Meet Abhishek Sharma, Assistant Professor, Chemical Engineering
POSTED ON: August 12, 2024
This fall the Albert Nerken School of Engineering is excited to welcome a new tenure-track faculty member in chemical engineering. Abhishek Sharma received his Ph.D. from Cornell University in 2021 and has since then been a postdoctoral scholar at the Pritzker School of Molecular Engineering at the University of Chicago. Interested in teaching, scientific communication, and art, Assistant Professor Sharma’s artwork has graced the covers of multiple American Chemical Society journals such as The Journal of Physical Chemistry and Infectious Diseases.
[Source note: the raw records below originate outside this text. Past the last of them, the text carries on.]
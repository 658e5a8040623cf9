//! Path-style HTTP access to an S3-compatible object store.

use std::time::Duration;

use async_trait::async_trait;
use chapterquiz_shared::{AppConfig, QuizError, Result, S3Locator, StorageResolver};
use reqwest::Client;
use tracing::{debug, instrument};
use url::Url;

/// User-Agent string for object fetches.
const USER_AGENT: &str = concat!("chapterquiz/", env!("CARGO_PKG_VERSION"));

/// Settings for [`HttpObjectStore`].
#[derive(Debug, Clone)]
pub struct ObjectStoreOptions {
    /// Base URL; objects are fetched from `{endpoint}/{bucket}/{key}`.
    pub endpoint: String,
    pub timeout_secs: u64,
}

impl From<&AppConfig> for ObjectStoreOptions {
    fn from(config: &AppConfig) -> Self {
        Self {
            endpoint: config.object_store.endpoint.clone(),
            timeout_secs: config.object_store.timeout_secs,
        }
    }
}

/// [`StorageResolver`] backed by plain HTTP GETs.
pub struct HttpObjectStore {
    client: Client,
    endpoint: Url,
}

impl HttpObjectStore {
    pub fn new(opts: &ObjectStoreOptions) -> Result<Self> {
        let endpoint = Url::parse(&opts.endpoint).map_err(|e| {
            QuizError::config(format!("invalid object store endpoint {}: {e}", opts.endpoint))
        })?;

        let client = Client::builder()
            .user_agent(USER_AGENT)
            .timeout(Duration::from_secs(opts.timeout_secs))
            .build()
            .map_err(|e| QuizError::Storage(format!("failed to build HTTP client: {e}")))?;

        Ok(Self { client, endpoint })
    }

    /// URL an object is served from.
    pub fn object_url(&self, locator: &S3Locator) -> Result<Url> {
        let mut url = self.endpoint.clone();
        url.path_segments_mut()
            .map_err(|_| {
                QuizError::Storage(format!("object store endpoint cannot be a base: {}", self.endpoint))
            })?
            .pop_if_empty()
            .push(&locator.bucket)
            .extend(locator.key.split('/'));
        Ok(url)
    }
}

#[async_trait]
impl StorageResolver for HttpObjectStore {
    #[instrument(skip_all, fields(locator = %locator))]
    async fn fetch(&self, locator: &S3Locator) -> Result<Vec<u8>> {
        let url = self.object_url(locator)?;
        debug!(%url, "fetching object");

        let response = self
            .client
            .get(url.clone())
            .send()
            .await
            .map_err(|e| QuizError::Storage(format!("{locator}: {e}")))?;

        let status = response.status();
        if !status.is_success() {
            return Err(QuizError::Storage(format!("{locator}: HTTP {status}")));
        }

        let bytes = response
            .bytes()
            .await
            .map_err(|e| QuizError::Storage(format!("{locator}: failed to read body: {e}")))?;

        debug!(bytes = bytes.len(), "object fetched");
        Ok(bytes.to_vec())
    }
}
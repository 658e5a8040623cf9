//! SQL migration definitions for the chapterquiz database.
//!
//! Migrations are applied in order on database open. Each migration has a
//! version number and a batch of SQL statements.

/// A database migration with a version and SQL statements.
pub(crate) struct Migration {
    pub version: u32,
    pub description: &'static str,
    pub sql: &'static str,
}

/// All migrations, in ascending version order.
pub(crate) fn all_migrations() -> Vec<Migration> {
    vec![
        Migration {
            version: 1,
            description: "Initial schema: question_sets",
            sql: r#"
-- Schema version tracking
CREATE TABLE IF NOT EXISTS schema_migrations (
    version    INTEGER PRIMARY KEY,
    applied_at TEXT NOT NULL DEFAULT (datetime('now'))
);

-- One generated question set per (user, book)
CREATE TABLE IF NOT EXISTS question_sets (
    user_id       TEXT NOT NULL,
    book_id       TEXT NOT NULL,
    row_id        TEXT NOT NULL UNIQUE,
    chapters_json TEXT NOT NULL,
    created_on    TEXT NOT NULL,
    PRIMARY KEY (user_id, book_id)
);

INSERT INTO schema_migrations (version) VALUES (1);
"#,
        },
        Migration {
            version: 2,
            description: "Chunk index: book_chunks, FTS5",
            sql: r#"
-- Retrieval chunks, in book order per book
CREATE TABLE IF NOT EXISTS book_chunks (
    id           INTEGER PRIMARY KEY AUTOINCREMENT,
    book_id      TEXT NOT NULL,
    chapter_name TEXT NOT NULL,
    position     INTEGER NOT NULL,
    text         TEXT NOT NULL
);

CREATE INDEX IF NOT EXISTS idx_book_chunks_book ON book_chunks(book_id, position);

-- Full-text search over chunks
CREATE VIRTUAL TABLE IF NOT EXISTS book_chunks_fts USING fts5(
    chapter_name,
    text,
    content=book_chunks,
    content_rowid=id
);

-- Triggers to keep FTS in sync with book_chunks
CREATE TRIGGER IF NOT EXISTS book_chunks_fts_insert AFTER INSERT ON book_chunks BEGIN
    INSERT INTO book_chunks_fts(rowid, chapter_name, text)
    VALUES (new.id, new.chapter_name, new.text);
END;

CREATE TRIGGER IF NOT EXISTS book_chunks_fts_delete AFTER DELETE ON book_chunks BEGIN
    INSERT INTO book_chunks_fts(book_chunks_fts, rowid, chapter_name, text)
    VALUES ('delete', old.id, old.chapter_name, old.text);
END;

INSERT INTO schema_migrations (version) VALUES (2);
"#,
        },
    ]
}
Tell us about your research interests.
As a computational scientist, I am interested in emergent properties of systems with simple rules and constraints. If I were to put my research mission in one statement, it is to capture the weird and wonderful aspects of nature where the whole is greater than the sum of its parts. All around us, we find global phenomena that emerge out of features of small-scale units: about a hundred different kinds of atoms lead to complex chemical systems, which in turn lead to even more complicated living systems. I largely work in the context of stimulus-responsive materials with two distinct approaches:
- Bottom-up design: designing nanoparticles that can be used as building blocks to generate order and structure, with applications in manipulation of light (photonics) and understanding phase transitions.
- Top-down design: using additive manufacturing techniques, such as 3D printing, we can create intricate structures for complex functions that go beyond naturally occurring materials. I am interested in designing such metamaterials (beyond-materials) with unusual mechanical properties: materials that are strong yet light, block sound, and perhaps even form clothing that is self-fitting!
Beyond the pure scientific work, I am interested in a couple of interdisciplinary projects including the use of novel materials and technology in artistic and architectural contexts and how best to equip future engineers to assess the ethical considerations of their work such as product life cycles and societal and environmental impact.
What brought you to The Cooper Union?
The answer is in the name: The Cooper Union for the Advancement of Science and Art. I am a trained chemical engineer through and through. Yet, I have often found myself gravitating towards broad interests that span traditional disciplines. While on my journey as an engineer, I also found myself venturing into the humanities and arts. I have always envisioned an ideal home institution with a strong inherent commitment to interdisciplinarity, and The Cooper Union is one of the best at realizing this vision. So when I saw the job offer, I had to apply! What made it even more personally resonant with me were the values of positive social impact and improving access to education. I am a product of institutions and programs that financially supported my education at every level, an education that would otherwise not be possible for someone with my background originating in the Global South. I believe that education access is a powerful tool for meaningful socio-economic mobility. I am more than glad to find a home in an institution that uniquely supports these values in conjunction with excellence in teaching and scholarship.
What aspects of teaching are you most excited about in the coming academic year at Cooper?
There is a lot to be excited about! I am happy to have the opportunity to teach the Transport sequence for chemical engineering juniors: Fluid Mechanics in the Fall, and Heat and Mass Transfer in the spring. These are classic chemical engineering courses conceived about a century ago, and I have always wondered how to reimagine them in the modern context. Thus, I am looking to bring my computational and science communication background to these courses. I will be teaching how code can help in improving understanding of otherwise abstract mathematical contexts. I will also be using evaluation elements that encourage effective communication of the engineering principles behind day-to-day transport phenomena. For example, students will learn how to communicate the chemical engineering principles underlying a siphon coffee machine. I believe such exercises will lead to our graduates becoming more capable of explaining complex ideas and improving the public understanding of engineering.
I also look forward to teaching electives relating to my research. In the fall, I will teach a theory and simulations course on phase transitions. From the condensation of water vapor on a cold surface to the freezing of water into ice, phase transitions are all around us. In engineering contexts, we find phase transitions at the core of refrigeration/heat pump cycles, separation processes such as distillation and liquid-liquid extraction, and phase change materials for energy storage. These topics are generally reserved for advanced research, but I am hoping that I can make them accessible as they are becoming increasingly important in both industrial applications and fundamental research in chemical engineering.
I am also looking forward to advising students on a variety of research projects. They provide a unique opportunity to explore concepts in-depth and cultivate research skills. Scientific discovery is a rewarding pursuit, and a unique benefit of being a professor is sharing that with my students.